Та согласно кивнула головой, не поднимая глаз и продолжая все так же хлопотать с ухватами. Разве что руки, выдавая ее волнение, засновали быстрее, беспокойнее.
При виде молодой цветущей девки у него заломило все тело, потянуло сграбастать ее, измять, от нахлынувшего желания…
И он вспомнил, как еще в ту пору, когда Дарья носила Варьку, он овладел Машей: быстро, суматошно и грубо. И его удивило в ней то, что она была безропотно покорной, как тряпка. В голове же тогда у него мелькнуло, что случись такое с русской девкой, то та выцарапала бы ему глаза, или изошлась бы слезами, а то, чего доброго, наложила бы на себя руки. Эта же ничего, как будто так и надо было. И вот какая штуковина. Ему понравилась в остячке именно эта ее покорность. Она привязала его к ней, крепче любого заговора или ворожбы… Дарья об этом догадалась быстро, но не подала виду, что знает. Она решила, пусть лучше будет так, чем он станет якшаться с грязными бабами где-нибудь в остяцких кочевьях, куда наезжал собирать ясак или отправлялся по жалобам инородцев воеводе…
К печке подошел Васятка.
Иван обнял его за плечи, подтолкнул вперед.
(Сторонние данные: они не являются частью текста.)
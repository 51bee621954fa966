//! Module path matching logic.
//!
//! # Responsibilities
//! - Compile glob patterns into anchored regular expressions
//! - Match whole module paths against them
//!
//! # Design Decisions
//! - Every character except `*` matches literally (regex metacharacters are
//!   escaped first)
//! - `*` matches any substring, including `/` and the empty string
//! - Anchored at both ends: `github.com/acme/*` does not match `github.com/acme`

use regex::Regex;

/// Trait for matching module paths against conditions.
pub trait Matcher: Send + Sync + std::fmt::Debug {
    /// Returns true if the module path matches this condition.
    fn matches(&self, module: &str) -> bool;
}

/// A compiled module glob.
#[derive(Debug, Clone)]
pub struct GlobMatcher {
    glob: String,
    regex: Regex,
}

impl GlobMatcher {
    /// Compile a glob.
    pub fn new(glob: impl Into<String>) -> Result<Self, regex::Error> {
        let glob = glob.into();
        let regex = Regex::new(&glob_to_regex(&glob))?;
        Ok(Self { glob, regex })
    }

    /// The pattern as configured.
    pub fn glob(&self) -> &str {
        &self.glob
    }
}

impl Matcher for GlobMatcher {
    fn matches(&self, module: &str) -> bool {
        self.regex.is_match(module)
    }
}

/// Translate a glob into an anchored regular expression.
pub fn glob_to_regex(glob: &str) -> String {
    format!("^{}$", regex::escape(glob).replace(r"\*", "(.*)"))
}
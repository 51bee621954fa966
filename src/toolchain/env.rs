//! Environment seen by the wrapped build tool.

/// Proxy chain used when `GOPROXY` is unset.
pub const DEFAULT_GOPROXY: &str = "https://proxy.golang.org,direct";

/// `(GOPROXY, GONOSUMDB)` values with the local proxy injected.
///
/// The proxy goes first in the chain so a 404 falls through to whatever
/// was configured before. Private patterns are appended to `GONOSUMDB`
/// because the public checksum database cannot know them.
pub fn proxy_env<'a>(
    proxy_url: &str,
    patterns: impl IntoIterator<Item = &'a str>,
    current_goproxy: Option<&str>,
    current_gonosumdb: Option<&'a str>,
) -> [(&'static str, String); 2] {
    let upstream = current_goproxy
        .map(str::trim)
        .filter(|v| !v.is_empty())
        .unwrap_or(DEFAULT_GOPROXY);
    let goproxy = format!("{proxy_url},{upstream}");

    let gonosumdb = current_gonosumdb
        .map(str::trim)
        .filter(|v| !v.is_empty())
        .into_iter()
        .chain(patterns)
        .collect::<Vec<_>>()
        .join(",");

    [("GOPROXY", goproxy), ("GONOSUMDB", gonosumdb)]
}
– Маша, вот привез тебе жениха! Подходит аль нет?
Маша метнула беглый взгляд на смутившегося мальца и отвернулась.
– Ха-ха-ха! – засмеялся Иван. – Что – мал? Вот подрастет, будет впору!
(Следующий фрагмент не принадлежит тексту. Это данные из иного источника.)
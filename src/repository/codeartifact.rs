//! AWS CodeArtifact generic-package store.

use async_trait::async_trait;
use aws_sdk_codeartifact as codeartifact;
use bytes::Bytes;
use codeartifact::error::{DisplayErrorContext, SdkError};
use codeartifact::primitives::ByteStream;
use codeartifact::types::{PackageFormat, PackageVersionStatus};

use crate::repository::naming::{AssetKey, PackageKey};
use crate::repository::store::{PackageStore, StoreError, VersionPage, LIST_PAGE_SIZE};

/// CodeArtifact client bound to the generic package format.
#[derive(Debug, Clone)]
pub struct CodeArtifactStore {
    client: codeartifact::Client,
}

impl CodeArtifactStore {
    /// Load AWS credentials from the default provider chain.
    pub async fn connect(region: Option<&str>) -> Self {
        let mut loader = aws_config::defaults(aws_config::BehaviorVersion::latest());
        if let Some(region) = region {
            loader = loader.region(codeartifact::config::Region::new(region.to_string()));
        }
        let sdk_config = loader.load().await;

        tracing::debug!(
            region = ?sdk_config.region().map(ToString::to_string),
            "CodeArtifact session initialized"
        );

        Self {
            client: codeartifact::Client::new(&sdk_config),
        }
    }
}

/// Classify an SDK error, keeping "resource not found" distinct.
fn classify<E, R>(err: SdkError<E, R>, is_not_found: impl Fn(&E) -> bool) -> StoreError
where
    E: std::error::Error + 'static,
    R: std::fmt::Debug,
{
    let not_found = err.as_service_error().is_some_and(is_not_found);
    let message = DisplayErrorContext(&err).to_string();
    if not_found {
        StoreError::NotFound(message)
    } else {
        StoreError::Service(message)
    }
}

#[async_trait]
impl PackageStore for CodeArtifactStore {
    async fn list_published_versions(
        &self,
        package: &PackageKey,
        next_token: Option<String>,
    ) -> Result<VersionPage, StoreError> {
        let location = &package.location;
        let output = self
            .client
            .list_package_versions()
            .domain(&location.domain)
            .set_domain_owner(location.domain_owner.clone())
            .repository(&location.repository)
            .format(PackageFormat::Generic)
            .namespace(&location.namespace)
            .package(&package.package)
            .status(PackageVersionStatus::Published)
            .max_results(LIST_PAGE_SIZE)
            .set_next_token(next_token)
            .send()
            .await
            .map_err(|e| classify(e, |e| e.is_resource_not_found_exception()))?;

        Ok(VersionPage {
            versions: output
                .versions()
                .iter()
                .map(|summary| summary.version().to_string())
                .collect(),
            next_token: output.next_token().map(str::to_string),
        })
    }

    async fn get_asset(&self, asset: &AssetKey) -> Result<Bytes, StoreError> {
        let location = &asset.package.location;
        let output = self
            .client
            .get_package_version_asset()
            .domain(&location.domain)
            .set_domain_owner(location.domain_owner.clone())
            .repository(&location.repository)
            .format(PackageFormat::Generic)
            .namespace(&location.namespace)
            .package(&asset.package.package)
            .package_version(&asset.version)
            .asset(asset.asset_name())
            .send()
            .await
            .map_err(|e| classify(e, |e| e.is_resource_not_found_exception()))?;

        let body = output
            .asset
            .collect()
            .await
            .map_err(|e| StoreError::Service(format!("error reading asset body: {e}")))?;
        Ok(body.into_bytes())
    }

    async fn publish_asset(
        &self,
        asset: &AssetKey,
        content: Bytes,
        sha256: &str,
        unfinished: bool,
    ) -> Result<(), StoreError> {
        let location = &asset.package.location;
        self.client
            .publish_package_version()
            .domain(&location.domain)
            .set_domain_owner(location.domain_owner.clone())
            .repository(&location.repository)
            .format(PackageFormat::Generic)
            .namespace(&location.namespace)
            .package(&asset.package.package)
            .package_version(&asset.version)
            .asset_name(asset.asset_name())
            .asset_sha256(sha256)
            .asset_content(ByteStream::from(content))
            .unfinished(unfinished)
            .send()
            .await
            .map_err(|e| classify(e, |e| e.is_resource_not_found_exception()))?;
        Ok(())
    }
}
Из-за занавески вышла Дарья и недобро посмотрела на них.
– Ну, иди, что ли! Согрелся – хватит!
Под сердитым взглядом жены Иван виновато ухмыльнулся и пошел к Варьке.
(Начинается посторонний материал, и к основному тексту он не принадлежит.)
//! Shared fixtures for integration tests.
#![allow(dead_code)]

use std::collections::{BTreeMap, HashMap};
use std::path::{Path, PathBuf};
use std::sync::atomic::{AtomicUsize, Ordering};
use std::sync::{Arc, Mutex};

use async_trait::async_trait;
use axum::body::Body;
use axum::http::{Method, Request, Response};
use bytes::Bytes;
use tower::ServiceExt;

use modgate::config::{CodeArtifactConfig, ProxyConfig};
use modgate::http::HttpServer;
use modgate::protocol::ArtifactRequest;
use modgate::publish::{TreeFile, Vcs, VcsError};
use modgate::repository::naming::asset_sha256;
use modgate::repository::{
    ArtifactRepository, AssetKey, BackendError, PackageKey, PackageStore, PublishArtifactSet,
    RepositoryBackend, StoreError, VersionPage,
};
use modgate::routing::{PatternRouter, RouteEntry};

// ============================================================================
// In-memory package store
// ============================================================================

#[derive(Debug, Default)]
struct StoredVersion {
    assets: BTreeMap<String, Bytes>,
    finished: bool,
}

/// A generic package store kept in memory.
///
/// Versions stay unlisted and unreadable until a finishing upload arrives,
/// like the real service.
#[derive(Debug)]
pub struct MemoryStore {
    versions: Mutex<HashMap<(String, String), StoredVersion>>,
    page_size: usize,
    publish_calls: AtomicUsize,
    fail_publish_from: Option<usize>,
}

impl MemoryStore {
    pub fn new() -> Self {
        Self {
            versions: Mutex::new(HashMap::new()),
            page_size: 2,
            publish_calls: AtomicUsize::new(0),
            fail_publish_from: None,
        }
    }

    /// Fail every upload from the `n`th (1-based) onwards.
    pub fn failing_publish_from(n: usize) -> Self {
        Self {
            fail_publish_from: Some(n),
            ..Self::new()
        }
    }

    pub fn publish_calls(&self) -> usize {
        self.publish_calls.load(Ordering::SeqCst)
    }
}

#[async_trait]
impl PackageStore for MemoryStore {
    async fn list_published_versions(
        &self,
        package: &PackageKey,
        next_token: Option<String>,
    ) -> Result<VersionPage, StoreError> {
        let versions = self.versions.lock().unwrap();
        let key = package.to_string();
        let mut listed: Vec<String> = versions
            .iter()
            .filter(|((pkg, _), stored)| *pkg == key && stored.finished)
            .map(|((_, version), _)| version.clone())
            .collect();
        if listed.is_empty() {
            return Err(StoreError::NotFound(key));
        }
        listed.sort();

        let start: usize = next_token.as_deref().map_or(0, |t| t.parse().unwrap());
        let end = (start + self.page_size).min(listed.len());
        Ok(VersionPage {
            versions: listed[start..end].to_vec(),
            next_token: (end < listed.len()).then(|| end.to_string()),
        })
    }

    async fn get_asset(&self, asset: &AssetKey) -> Result<Bytes, StoreError> {
        let versions = self.versions.lock().unwrap();
        versions
            .get(&(asset.package.to_string(), asset.version.clone()))
            .filter(|stored| stored.finished)
            .and_then(|stored| stored.assets.get(&asset.asset_name()).cloned())
            .ok_or_else(|| StoreError::NotFound(asset.to_string()))
    }

    async fn publish_asset(
        &self,
        asset: &AssetKey,
        content: Bytes,
        sha256: &str,
        unfinished: bool,
    ) -> Result<(), StoreError> {
        let call = self.publish_calls.fetch_add(1, Ordering::SeqCst) + 1;
        if self.fail_publish_from.is_some_and(|n| call >= n) {
            return Err(StoreError::Service("injected failure".into()));
        }
        if asset_sha256(&content) != sha256 {
            return Err(StoreError::Service("digest mismatch".into()));
        }

        let mut versions = self.versions.lock().unwrap();
        let stored = versions
            .entry((asset.package.to_string(), asset.version.clone()))
            .or_default();
        stored.assets.insert(asset.asset_name(), content);
        if !unfinished {
            stored.finished = true;
        }
        Ok(())
    }
}

/// Repository settings used throughout the tests.
pub fn repo_config() -> CodeArtifactConfig {
    CodeArtifactConfig {
        domain: "acme".into(),
        domain_owner: Some("111111111111".into()),
        repository: "go-private".into(),
        namespace: None,
        region: None,
    }
}

/// An `ArtifactRepository` backed by `store`.
pub fn memory_repository(store: Arc<MemoryStore>) -> Arc<ArtifactRepository> {
    Arc::new(ArtifactRepository::new(&repo_config()).with_store(store))
}

// ============================================================================
// Scripted backend
// ============================================================================

/// What a `ScriptedBackend` answers to every fetch.
#[derive(Debug, Clone)]
pub enum Reply {
    Body(&'static str),
    NotFound,
    Fail,
    /// Never answers within any test timeout.
    Stall,
}

/// Backend that records calls and answers from a script.
#[derive(Debug)]
pub struct ScriptedBackend {
    reply: Reply,
    fetches: Mutex<Vec<(String, ArtifactRequest)>>,
}

impl ScriptedBackend {
    pub fn new(reply: Reply) -> Arc<Self> {
        Arc::new(Self {
            reply,
            fetches: Mutex::new(Vec::new()),
        })
    }

    pub fn fetch_count(&self) -> usize {
        self.fetches.lock().unwrap().len()
    }

    pub fn fetches(&self) -> Vec<(String, ArtifactRequest)> {
        self.fetches.lock().unwrap().clone()
    }
}

#[async_trait]
impl RepositoryBackend for ScriptedBackend {
    async fn fetch(&self, module: &str, request: &ArtifactRequest) -> Result<Bytes, BackendError> {
        self.fetches
            .lock()
            .unwrap()
            .push((module.to_string(), request.clone()));
        match self.reply {
            Reply::Body(body) => Ok(Bytes::from_static(body.as_bytes())),
            Reply::NotFound => Err(BackendError::NotFound {
                target: module.to_string(),
                source: StoreError::NotFound("scripted".into()),
            }),
            Reply::Fail => Err(BackendError::Failure {
                action: "getting asset",
                target: module.to_string(),
                source: StoreError::Service("scripted".into()),
            }),
            Reply::Stall => {
                tokio::time::sleep(std::time::Duration::from_secs(300)).await;
                Ok(Bytes::new())
            }
        }
    }

    async fn publish(
        &self,
        _module: &str,
        _version: &str,
        _artifacts: &PublishArtifactSet,
    ) -> Result<(), BackendError> {
        Ok(())
    }
}

// ============================================================================
// Fake version control
// ============================================================================

/// A checkout with fixed tags and a fixed tree.
#[derive(Debug, Clone)]
pub struct FakeVcs {
    pub root: PathBuf,
    pub tags: HashMap<String, i64>,
    pub tree: Vec<TreeFile>,
}

impl FakeVcs {
    pub fn new(root: impl Into<PathBuf>) -> Self {
        Self {
            root: root.into(),
            tags: HashMap::new(),
            tree: Vec::new(),
        }
    }

    pub fn tag(mut self, name: &str, commit_secs: i64) -> Self {
        self.tags.insert(name.to_string(), commit_secs);
        self
    }

    pub fn file(mut self, path: &str, contents: &str) -> Self {
        self.tree.push(TreeFile::new(path, contents));
        self
    }

    fn check_tag(&self, revision: &str) -> Result<i64, VcsError> {
        self.tags
            .get(revision)
            .copied()
            .ok_or_else(|| VcsError::RevisionNotFound {
                revision: revision.to_string(),
                message: "unknown revision".into(),
            })
    }
}

#[async_trait]
impl Vcs for FakeVcs {
    async fn root_path(&self, dir: &Path) -> Result<PathBuf, VcsError> {
        if dir.starts_with(&self.root) {
            Ok(self.root.clone())
        } else {
            Err(VcsError::Unavailable {
                dir: dir.to_path_buf(),
                message: "not a git repository".into(),
            })
        }
    }

    async fn commit_timestamp(&self, _root: &Path, revision: &str) -> Result<i64, VcsError> {
        self.check_tag(revision)
    }

    async fn export_tree(&self, _root: &Path, revision: &str) -> Result<Vec<TreeFile>, VcsError> {
        self.check_tag(revision)?;
        Ok(self.tree.clone())
    }
}

// ============================================================================
// HTTP helpers
// ============================================================================

/// Compile `(pattern, backend)` pairs in order.
pub fn router(routes: Vec<(&str, Arc<dyn RepositoryBackend>)>) -> Arc<PatternRouter> {
    let entries = routes
        .into_iter()
        .map(|(pattern, backend)| RouteEntry::new(pattern, backend).unwrap())
        .collect();
    Arc::new(PatternRouter::new(entries))
}

/// The proxy's axum app over `routes`.
pub fn app(routes: Vec<(&str, Arc<dyn RepositoryBackend>)>, fallthrough_on_missing: bool) -> axum::Router {
    let config = ProxyConfig {
        fallthrough_on_missing,
        ..ProxyConfig::default()
    };
    HttpServer::new(config, router(routes)).router()
}

/// Send one request through `app` in-process.
pub async fn send(app: &axum::Router, method: Method, path: &str) -> Response<Body> {
    let request = Request::builder()
        .method(method)
        .uri(path)
        .body(Body::empty())
        .unwrap();
    app.clone().oneshot(request).await.unwrap()
}

/// GET `path` and return `(status, body)`.
pub async fn get(app: &axum::Router, path: &str) -> (u16, Bytes) {
    let response = send(app, Method::GET, path).await;
    let status = response.status().as_u16();
    let body = axum::body::to_bytes(response.into_body(), usize::MAX)
        .await
        .unwrap();
    (status, body)
}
Несколько дней он не вылезал из дома: отсыпался и отъедался под непрерывный говор жены…
– Иванушка, а что тут было-то! Слухи, страх, до ужаса! Служилые-то все стояли по караулам! И день, и ночь! Остяки и вогулы сговорились меж собой! К ним же татары, тобольские. Об измене!.. Бунт замыслили! И все против государевых людей! Побить-де их надо! Ловить по Иртышу и Оби, и побивать! Как я напугалась тогда за тебя, думаючи, что и ты едешь там же где-то!..
– Ну-ну, и зря боишься. А про эти вести мне расскажут.
– Не-не, Иванушка, ты послушай! – заторопилась Дарья, ухватила его за рукав, видя, что он хочет уйти от нее. – Послушай, послушай! Опять эта поганая коцкая княгиня, Игичеева вдовица, всех замутила! И христианскую веру приняла, и государю прямить клялась!.. И что бабе не живется?! – осуждающе покачала она головой.
– Хватит, Даша! – осадил он ее. – Не твоего ума это дело! Не бабье!